I’m reminded in a way of Nepenthe and, to a lesser extent, Absolute Candor from Season 1. These two episodes advanced the main story of Season 1 in increments, but given the way the story ran out of road by the time we got to Et in Arcadia Ego, they feel somewhat like wasted time in retrospect. Monsters feels like it could end up the same way – but unlike the two Season 1 outings mentioned, it wasn’t a strong or particularly enjoyable episode in its own right. If we look back on the season later and feel that more time was needed to allow things like the Borg Queen story, Q’s story, or Kore and Dr Soong’s stories to play out, Monsters will feel like the standout example of what should’ve been cut.

There were interesting ideas here, and if the same framework or story concept had been used in a different way, I think we could’ve been looking at the episode in more of a positive light. But the barebones and clichéd depiction of Yvette’s mental health condition, the uninspired “haunted castle” and B-movie monsters, and the more interesting storylines being sidelined makes it one of the season’s most disappointing outings so far.

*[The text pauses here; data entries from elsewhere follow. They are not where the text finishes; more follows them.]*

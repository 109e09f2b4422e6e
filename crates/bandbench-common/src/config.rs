//! Run configuration.
//!
//! The whole run is driven by one immutable [`RunConfig`] built before the
//! orchestrator starts: device address, timing, the band catalog, and the
//! ordered list of bands to exercise. Values can come from a TOML file; the
//! defaults are the known-good constants for Huawei portable routers.

use std::path::Path;
use std::time::Duration;

use serde::Deserialize;
use thiserror::Error;

use crate::catalog::{self, BandCatalog, CatalogError};
use crate::models::BandDefinition;

#[derive(Debug, Error)]
pub enum ConfigError {
    #[error("cannot read {path}: {source}")]
    Io {
        path: String,
        #[source]
        source: std::io::Error,
    },
    #[error("cannot parse config: {0}")]
    Parse(#[from] toml::de::Error),
    #[error(transparent)]
    Catalog(#[from] CatalogError),
    #[error("no bands selected for testing")]
    EmptyTestOrder,
}

/// Raw TOML-facing input; missing fields fall back to the defaults.
#[derive(Debug, Clone, Deserialize)]
#[serde(default)]
pub struct RunConfigInput {
    pub device_url: String,
    pub session_timeout_secs: u64,
    pub command_timeout_secs: u64,
    pub settle_secs: u64,
    pub buffer_secs: u64,
    pub bands: Vec<BandDefinition>,
    pub test_order: Vec<String>,
    pub measurement: MeasurementConfig,
}

impl Default for RunConfigInput {
    fn default() -> Self {
        Self {
            device_url: "http://192.168.8.1".to_string(),
            session_timeout_secs: 5,
            command_timeout_secs: 10,
            settle_secs: 20,
            buffer_secs: 5,
            bands: catalog::default_bands(),
            test_order: ["B1", "B3", "B5", "B8", "B39", "B40", "B41", "Auto"]
                .into_iter()
                .map(str::to_string)
                .collect(),
            measurement: MeasurementConfig::default(),
        }
    }
}

impl RunConfigInput {
    /// Validate and freeze into the immutable run configuration.
    pub fn resolve(self) -> Result<RunConfig, ConfigError> {
        if self.test_order.is_empty() {
            return Err(ConfigError::EmptyTestOrder);
        }
        let catalog = BandCatalog::new(self.bands)?;
        Ok(RunConfig {
            device_url: self.device_url.trim_end_matches('/').to_string(),
            session_timeout: Duration::from_secs(self.session_timeout_secs),
            command_timeout: Duration::from_secs(self.command_timeout_secs),
            settle_wait: Duration::from_secs(self.settle_secs),
            buffer_wait: Duration::from_secs(self.buffer_secs),
            catalog,
            test_order: self.test_order,
            measurement: self.measurement,
        })
    }
}

/// Immutable configuration for one run. Built once, never mutated while the
/// orchestrator holds it.
#[derive(Debug, Clone)]
pub struct RunConfig {
    pub device_url: String,
    /// Bound on the session-info request.
    pub session_timeout: Duration,
    /// Bound on the net-mode command request.
    pub command_timeout: Duration,
    /// Post-switch wait for the radio to reassociate.
    pub settle_wait: Duration,
    /// Extra margin before the next band's switch, applied only after a
    /// successful switch.
    pub buffer_wait: Duration,
    pub catalog: BandCatalog,
    pub test_order: Vec<String>,
    pub measurement: MeasurementConfig,
}

impl RunConfig {
    pub fn load(path: &Path) -> Result<Self, ConfigError> {
        let raw = std::fs::read_to_string(path).map_err(|e| ConfigError::Io {
            path: path.display().to_string(),
            source: e,
        })?;
        let input: RunConfigInput = toml::from_str(&raw)?;
        input.resolve()
    }
}

impl Default for RunConfig {
    fn default() -> Self {
        RunConfigInput::default()
            .resolve()
            .expect("default config is valid")
    }
}

/// Settings for the throughput/latency engine.
#[derive(Debug, Clone, Deserialize)]
#[serde(default)]
pub struct MeasurementConfig {
    /// Candidate measurement servers, probed in order; the first one that
    /// answers is used.
    pub endpoints: Vec<String>,
    /// Download payload size per test.
    pub download_bytes: u64,
    /// Upload payload size per test.
    pub upload_bytes: u64,
    /// Number of round-trip probes; the best one is reported.
    pub latency_probes: u32,
    pub probe_timeout_secs: u64,
    /// The engine's own bound on a single transfer.
    pub transfer_timeout_secs: u64,
}

impl Default for MeasurementConfig {
    fn default() -> Self {
        Self {
            endpoints: vec!["https://speed.cloudflare.com".to_string()],
            download_bytes: 25_000_000,
            upload_bytes: 8_000_000,
            latency_probes: 4,
            probe_timeout_secs: 10,
            transfer_timeout_secs: 120,
        }
    }
}

impl MeasurementConfig {
    pub fn probe_timeout(&self) -> Duration {
        Duration::from_secs(self.probe_timeout_secs)
    }

    pub fn transfer_timeout(&self) -> Duration {
        Duration::from_secs(self.transfer_timeout_secs)
    }
}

Star Trek: Picard Season 2 is available to stream now on Paramount+ in the United States, Scandinavia, Latin America, and Australia, and on Amazon Prime Video in the United Kingdom and the rest of the world. The Star Trek franchise – including Picard and all other properties mentioned above – is the copyright of Paramount Global. This article contains the thoughts and opinions of one person only and is not intended to cause any offence.

17.04.22
Additional thought:

It only occurred to me as I was re-reading this review, but one thing to say about Monsters – and the season overall by extension – is that the season’s main characters, as well as important secondary characters all feel disconnected from one another. They don’t seem to be communicating at all, with Rios taking Teresa and Ricardo to La Sirena seemingly without consulting Picard or anyone else, and Raffi and Seven of Nine chasing Dr Jurati also without a word to Picard or Rios. This is in addition to Q doing his own thing away from everyone else, and Kore and Dr Soong off on their own, too. There are occasional bridges between these groups of characters; meetings or pairings in which they get together. But for the most part, everyone feels like they’re in their own little narrative box, taking part in their own story that’s disconnected from everything else. This is a very odd way to structure a season of television in a show like Star Trek: Picard.